DRV Research

Any New (ish) Research on The DRV?

From adam@aduki.com.au Fri Sep 10 02:26:31 2004

Date: Fri, 10 Sep 2004 19:23:59 +1000

From: "Adam @ Aduki" <adam@aduki.com.au>

Reply-To: vsg@u.washington.edu

To: Vietnam Studies Group <vsg@u.washington.edu>

Subject: Any new (ish) research on the DRV?

Does anybody out there know of interesting research into social, economic and political conditions in the DRV that has come out in the past 10-15 years? I have been re-reading my 1987 The Limits of National Liberation as input to a paper I am revising, and have had a reasonably good trawl through the relevant English language databases for published work, and their seems to be very little. 'Limits' argued strongly that the trajectory after 1975 should be explained by, amongst other things, what happened during the 1st FYP (1961-65). Especially the situation revealed by the 10th Plenum. I know of Kim Ninh's book (we don't have it yet) and Goshcha's paper on Sino-Vietnamese trade. The work in Limits is really little more than one of the two big background studies for my PhD, amplified by additional Vietnamese materials I had picked up when I was in Hanoi in 1985-86 to supplement those from 1978-79 and UK libraries and refugee interviews.

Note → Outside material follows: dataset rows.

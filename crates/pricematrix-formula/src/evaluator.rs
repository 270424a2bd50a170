//! Formula evaluator
//!
//! Evaluates formula ASTs to produce values. Cells are read through
//! [`CellResolver`], so the evaluator never sees how a matrix stores them.

use std::cmp::Ordering;

use pricematrix_core::{format_number, parse_number, CellError, CellValue, MatrixLimits};
use tracing::warn;

use crate::ast::{BinaryOperator, FormulaExpr, UnaryOperator};
use crate::dependency::CellKey;
use crate::error::{FormulaError, FormulaResult};
use crate::functions::FunctionRegistry;

static EMPTY: CellValue = CellValue::Empty;

/// Value types during formula evaluation
#[derive(Debug, Clone, PartialEq)]
pub enum FormulaValue {
    Number(f64),
    Text(String),
    Boolean(bool),
    Error(CellError),
    /// A range, row-major
    Array(Vec<Vec<FormulaValue>>),
    Empty,
}

impl FormulaValue {
    /// The error this value holds, if it is a scalar error
    pub fn error(&self) -> Option<CellError> {
        match self {
            FormulaValue::Error(e) => Some(*e),
            _ => None,
        }
    }

    pub fn is_error(&self) -> bool {
        matches!(self, FormulaValue::Error(_))
    }

    /// First error in row-major order, looking inside arrays
    pub fn first_error(&self) -> Option<CellError> {
        match self {
            FormulaValue::Error(e) => Some(*e),
            FormulaValue::Array(rows) => rows.iter().flatten().find_map(FormulaValue::error),
            _ => None,
        }
    }

    /// Scalars yield themselves, arrays yield their elements row-major
    pub fn flatten(&self) -> Box<dyn Iterator<Item = &FormulaValue> + '_> {
        match self {
            FormulaValue::Array(rows) => Box::new(rows.iter().flatten()),
            other => Box::new(std::iter::once(other)),
        }
    }

    /// Numeric coercion for operators and scalar function arguments
    ///
    /// Blank is 0, booleans are 1/0 and text must parse as a number.
    pub fn to_number(&self) -> Result<f64, CellError> {
        match self {
            FormulaValue::Number(n) => Ok(*n),
            FormulaValue::Boolean(b) => Ok(if *b { 1.0 } else { 0.0 }),
            FormulaValue::Empty => Ok(0.0),
            FormulaValue::Text(s) => parse_number(s).ok_or(CellError::TypeMismatch),
            FormulaValue::Error(e) => Err(*e),
            FormulaValue::Array(_) => Err(CellError::TypeMismatch),
        }
    }

    /// Truth coercion for conditions
    ///
    /// Empty text and blank are false; `TRUE`/`FALSE` text is accepted.
    pub fn to_bool(&self) -> Result<bool, CellError> {
        match self {
            FormulaValue::Boolean(b) => Ok(*b),
            FormulaValue::Number(n) => Ok(*n != 0.0),
            FormulaValue::Empty => Ok(false),
            FormulaValue::Text(s) if s.is_empty() => Ok(false),
            FormulaValue::Text(s) if s.eq_ignore_ascii_case("TRUE") => Ok(true),
            FormulaValue::Text(s) if s.eq_ignore_ascii_case("FALSE") => Ok(false),
            FormulaValue::Text(_) => Err(CellError::TypeMismatch),
            FormulaValue::Error(e) => Err(*e),
            FormulaValue::Array(_) => Err(CellError::TypeMismatch),
        }
    }

    /// Text coercion for `&` and text functions
    pub fn to_text(&self) -> Result<String, CellError> {
        match self {
            FormulaValue::Text(s) => Ok(s.clone()),
            FormulaValue::Number(n) => Ok(format_number(*n)),
            FormulaValue::Boolean(b) => Ok(if *b { "TRUE" } else { "FALSE" }.to_string()),
            FormulaValue::Empty => Ok(String::new()),
            FormulaValue::Error(e) => Err(*e),
            FormulaValue::Array(_) => Err(CellError::TypeMismatch),
        }
    }

    /// Convert a finished result into a cell value
    ///
    /// A formula that evaluates to a blank shows 0; a whole range cannot be
    /// stored in one cell.
    pub fn into_cell_value(self) -> CellValue {
        match self {
            FormulaValue::Number(n) => CellValue::Number(n),
            FormulaValue::Text(s) => CellValue::Text(s),
            FormulaValue::Boolean(b) => CellValue::Boolean(b),
            FormulaValue::Error(e) => CellValue::Error(e),
            FormulaValue::Empty => CellValue::Number(0.0),
            FormulaValue::Array(_) => CellValue::Error(CellError::TypeMismatch),
        }
    }
}

impl From<&CellValue> for FormulaValue {
    fn from(value: &CellValue) -> Self {
        match value {
            CellValue::Empty => FormulaValue::Empty,
            CellValue::Number(n) => FormulaValue::Number(*n),
            CellValue::Text(s) => FormulaValue::Text(s.clone()),
            CellValue::Boolean(b) => FormulaValue::Boolean(*b),
            CellValue::Error(e) => FormulaValue::Error(*e),
        }
    }
}

impl From<f64> for FormulaValue {
    fn from(n: f64) -> Self {
        FormulaValue::Number(n)
    }
}

impl From<bool> for FormulaValue {
    fn from(b: bool) -> Self {
        FormulaValue::Boolean(b)
    }
}

impl From<String> for FormulaValue {
    fn from(s: String) -> Self {
        FormulaValue::Text(s)
    }
}

impl From<CellError> for FormulaValue {
    fn from(e: CellError) -> Self {
        FormulaValue::Error(e)
    }
}

impl<T: Into<FormulaValue>> From<Result<T, CellError>> for FormulaValue {
    fn from(result: Result<T, CellError>) -> Self {
        match result {
            Ok(v) => v.into(),
            Err(e) => FormulaValue::Error(e),
        }
    }
}

/// What a cell holds when the evaluator reads it
#[derive(Debug, Clone, Copy)]
pub enum CellLookup<'a> {
    /// A literal or an up-to-date formula result
    Value(&'a CellValue),
    /// A formula whose cached value is stale
    Pending(&'a FormulaExpr),
}

/// Read access to the cells a formula refers to
pub trait CellResolver {
    fn lookup(&self, row: u32, col: u16) -> CellLookup<'_>;

    /// Cells past these limits are always blank; ranges are cut at them
    fn limits(&self) -> MatrixLimits {
        MatrixLimits::default()
    }
}

/// Resolver for formulas evaluated outside any matrix; every cell is blank
#[derive(Debug, Clone, Copy, Default)]
pub struct NoCells;

impl CellResolver for NoCells {
    fn lookup(&self, _row: u32, _col: u16) -> CellLookup<'_> {
        CellLookup::Value(&EMPTY)
    }
}

/// Evaluate the formula of cell `key` into its new cell value
///
/// `key` is on the visiting stack for the whole evaluation, so a formula
/// that reaches itself through stale cells yields `#CIRC!`.
pub fn evaluate_cell<R: CellResolver + ?Sized>(
    key: CellKey,
    expr: &FormulaExpr,
    resolver: &R,
) -> CellValue {
    let mut visiting = vec![key];
    match evaluate(expr, resolver, &mut visiting) {
        Ok(value) => value.into_cell_value(),
        Err(err) => {
            warn!(cell = %key, error = %err, "formula evaluation failed");
            CellValue::Error(err.cell_error())
        }
    }
}

/// Evaluate an expression
///
/// `visiting` holds the cells whose evaluation is in progress. Formula-level
/// failures come back as `Ok(FormulaValue::Error(..))`; `Err` means the AST
/// itself is unusable.
pub fn evaluate<R: CellResolver + ?Sized>(
    expr: &FormulaExpr,
    resolver: &R,
    visiting: &mut Vec<CellKey>,
) -> FormulaResult<FormulaValue> {
    match expr {
        // === Literals ===
        FormulaExpr::Number(n) => Ok(FormulaValue::Number(*n)),
        FormulaExpr::String(s) => Ok(FormulaValue::Text(s.clone())),
        FormulaExpr::Boolean(b) => Ok(FormulaValue::Boolean(*b)),
        FormulaExpr::Error(e) => Ok(FormulaValue::Error(*e)),

        // === References ===
        FormulaExpr::CellRef(addr) => resolve_cell(addr.row, addr.col, resolver, visiting),

        FormulaExpr::RangeRef(range) => {
            let limits = resolver.limits();
            let Some(range) = range.clamped(limits.max_rows, limits.max_cols) else {
                return Ok(FormulaValue::Array(vec![vec![FormulaValue::Empty]]));
            };
            let mut rows = Vec::with_capacity(range.row_count() as usize);
            for row in range.start.row..=range.end.row {
                let mut values = Vec::with_capacity(range.col_count() as usize);
                for col in range.start.col..=range.end.col {
                    values.push(resolve_cell(row, col, resolver, visiting)?);
                }
                rows.push(values);
            }
            Ok(FormulaValue::Array(rows))
        }

        // === Operators ===
        FormulaExpr::BinaryOp { op, left, right } => {
            let left = evaluate(left, resolver, visiting)?;
            let right = evaluate(right, resolver, visiting)?;
            Ok(evaluate_binary_op(*op, &left, &right))
        }

        FormulaExpr::UnaryOp { op, operand } => {
            let value = evaluate(operand, resolver, visiting)?;
            Ok(evaluate_unary_op(*op, &value))
        }

        // === Functions ===
        FormulaExpr::Function { name, args } => evaluate_function(name, args, resolver, visiting),
    }
}

/// Read one cell, evaluating it first if its value is stale
fn resolve_cell<R: CellResolver + ?Sized>(
    row: u32,
    col: u16,
    resolver: &R,
    visiting: &mut Vec<CellKey>,
) -> FormulaResult<FormulaValue> {
    match resolver.lookup(row, col) {
        CellLookup::Value(value) => Ok(value.into()),
        CellLookup::Pending(expr) => {
            let key = CellKey::new(row, col);
            if visiting.contains(&key) {
                return Ok(FormulaValue::Error(CellError::CircularReference));
            }
            visiting.push(key);
            let result = evaluate(expr, resolver, visiting);
            visiting.pop();
            // Read the way a stored result would be read back
            Ok(FormulaValue::from(&result?.into_cell_value()))
        }
    }
}

/// Check an operand: errors propagate and ranges are not scalars
fn scalar_operand(value: &FormulaValue) -> Result<&FormulaValue, CellError> {
    match value {
        FormulaValue::Error(e) => Err(*e),
        FormulaValue::Array(_) => Err(CellError::TypeMismatch),
        v => Ok(v),
    }
}

/// Evaluate a binary operation
fn evaluate_binary_op(op: BinaryOperator, left: &FormulaValue, right: &FormulaValue) -> FormulaValue {
    let operands = scalar_operand(left).and_then(|l| Ok((l, scalar_operand(right)?)));
    let (left, right) = match operands {
        Ok(pair) => pair,
        Err(e) => return FormulaValue::Error(e),
    };

    match op {
        BinaryOperator::Add
        | BinaryOperator::Subtract
        | BinaryOperator::Multiply
        | BinaryOperator::Divide
        | BinaryOperator::Power => arithmetic(op, left, right).into(),

        BinaryOperator::Concat => left
            .to_text()
            .and_then(|l| Ok(l + &right.to_text()?))
            .into(),

        BinaryOperator::Equal => (compare_values(left, right) == Ordering::Equal).into(),
        BinaryOperator::NotEqual => (compare_values(left, right) != Ordering::Equal).into(),
        BinaryOperator::LessThan => (compare_values(left, right) == Ordering::Less).into(),
        BinaryOperator::LessEqual => (compare_values(left, right) != Ordering::Greater).into(),
        BinaryOperator::GreaterThan => (compare_values(left, right) == Ordering::Greater).into(),
        BinaryOperator::GreaterEqual => (compare_values(left, right) != Ordering::Less).into(),
    }
}

fn arithmetic(
    op: BinaryOperator,
    left: &FormulaValue,
    right: &FormulaValue,
) -> Result<f64, CellError> {
    let l = left.to_number()?;
    let r = right.to_number()?;
    let result = match op {
        BinaryOperator::Add => l + r,
        BinaryOperator::Subtract => l - r,
        BinaryOperator::Multiply => l * r,
        BinaryOperator::Divide => {
            if r == 0.0 {
                return Err(CellError::DivideByZero);
            }
            l / r
        }
        BinaryOperator::Power => {
            if l == 0.0 && r < 0.0 {
                return Err(CellError::DivideByZero);
            }
            l.powf(r)
        }
        _ => return Err(CellError::TypeMismatch),
    };

    if result.is_finite() {
        Ok(result)
    } else {
        Err(CellError::Num)
    }
}

/// Compare two scalar values for ordering
///
/// Numbers sort before text, text before booleans. Text compares
/// case-insensitively. A blank compares as 0, `""` or FALSE depending on
/// the other side.
pub fn compare_values(left: &FormulaValue, right: &FormulaValue) -> Ordering {
    use FormulaValue::*;

    fn rank(v: &FormulaValue) -> u8 {
        match v {
            Number(_) | Empty => 0,
            Text(_) => 1,
            Boolean(_) => 2,
            Error(_) | Array(_) => 3,
        }
    }

    match (left, right) {
        (Empty, Empty) => Ordering::Equal,
        (Number(l), Number(r)) => l.partial_cmp(r).unwrap_or(Ordering::Equal),
        (Number(l), Empty) => l.partial_cmp(&0.0).unwrap_or(Ordering::Equal),
        (Empty, Number(r)) => 0.0f64.partial_cmp(r).unwrap_or(Ordering::Equal),
        (Text(l), Text(r)) => l.to_lowercase().cmp(&r.to_lowercase()),
        (Text(l), Empty) => {
            if l.is_empty() {
                Ordering::Equal
            } else {
                Ordering::Greater
            }
        }
        (Empty, Text(r)) => {
            if r.is_empty() {
                Ordering::Equal
            } else {
                Ordering::Less
            }
        }
        (Boolean(l), Boolean(r)) => l.cmp(r),
        (Boolean(l), Empty) => l.cmp(&false),
        (Empty, Boolean(r)) => false.cmp(r),
        (l, r) => rank(l).cmp(&rank(r)),
    }
}

/// Evaluate a unary operation
fn evaluate_unary_op(op: UnaryOperator, value: &FormulaValue) -> FormulaValue {
    match op {
        UnaryOperator::Negate => scalar_operand(value)
            .and_then(FormulaValue::to_number)
            .map(|n| -n)
            .into(),
    }
}

/// Evaluate a function call
fn evaluate_function<R: CellResolver + ?Sized>(
    name: &str,
    args: &[FormulaExpr],
    resolver: &R,
    visiting: &mut Vec<CellKey>,
) -> FormulaResult<FormulaValue> {
    let Some(func) = FunctionRegistry::global().get(name) else {
        return Ok(FormulaValue::Error(CellError::UnknownFunction));
    };

    func.check_arity(args.len())?;

    // Evaluate arguments
    let mut evaluated_args = Vec::with_capacity(args.len());
    for arg in args {
        evaluated_args.push(evaluate(arg, resolver, visiting)?);
    }

    match func.call(&evaluated_args) {
        Ok(value) => Ok(value),
        Err(FormulaError::Evaluation(msg)) => {
            warn!(function = func.name, %msg, "function failed");
            Ok(FormulaValue::Error(CellError::TypeMismatch))
        }
        Err(other) => Err(other),
    }
}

The book takes a strong position and I cannot see that it has been challenged, which is a pity. The reviews were generally favorable, apart from Kolko's which dismissed Suzy Paine and I as a pair of Cambridge neo-liberal dons who had seduced the VCP from the True Path. As she died in 1986 her response is inaudible. A wider criticism from a range of colleagues was that it did not pay enough attention to the war, which is one of the things I am re-thinking. But much of the argument did hinge on the interpretation of the 1st FYP. I will look up citations of the book next week.

Adam Fforde

Website: www.aduki.com.au

Contact details:

PO Box 2096, Ivanhoe E,

Melbourne Vic 3079, AUSTRALIA

Tel 61 3 9497 3493; Fax 61 3 9497 4856

From h-nguyen@northwestern.edu Fri Sep 10 08:57:44 2004

Date: Fri, 10 Sep 2004 10:56:08 -0500

From: Thanh Nguyen <h-nguyen@northwestern.edu>

Reply-To: vsg@u.washington.edu

To: Vietnam Studies Group <vsg@u.washington.edu>

Subject: Re: Any new (ish) research on the DRV?

Dear Adam, I am doing my senior thesis on vietnamese women and outmarriage there has been a lot of good work in that area on doi moi renovation, sex trade in vietnam, the like.... you can browse through my book list and search from there, good luck!-

Thanh Nguyen.

From dduffy@email.unc.edu Fri Sep 10 09:20:20 2004

Date: Fri, 10 Sep 2004 12:18:50 -0400

From: Dan Duffy <dduffy@email.unc.edu>

Reply-To: vsg@u.washington.edu

To: Vietnam Studies Group <vsg@u.washington.edu>

Subject: Re: Any new (ish) research on the DRV?

Adam, I would like to know what an FYP is. Bearing in mind that such is how much I know, it seems to me that the argument of David Elliott's Revolution and Social Change in the Mekong Delta 1960-1975 has to do with your topic.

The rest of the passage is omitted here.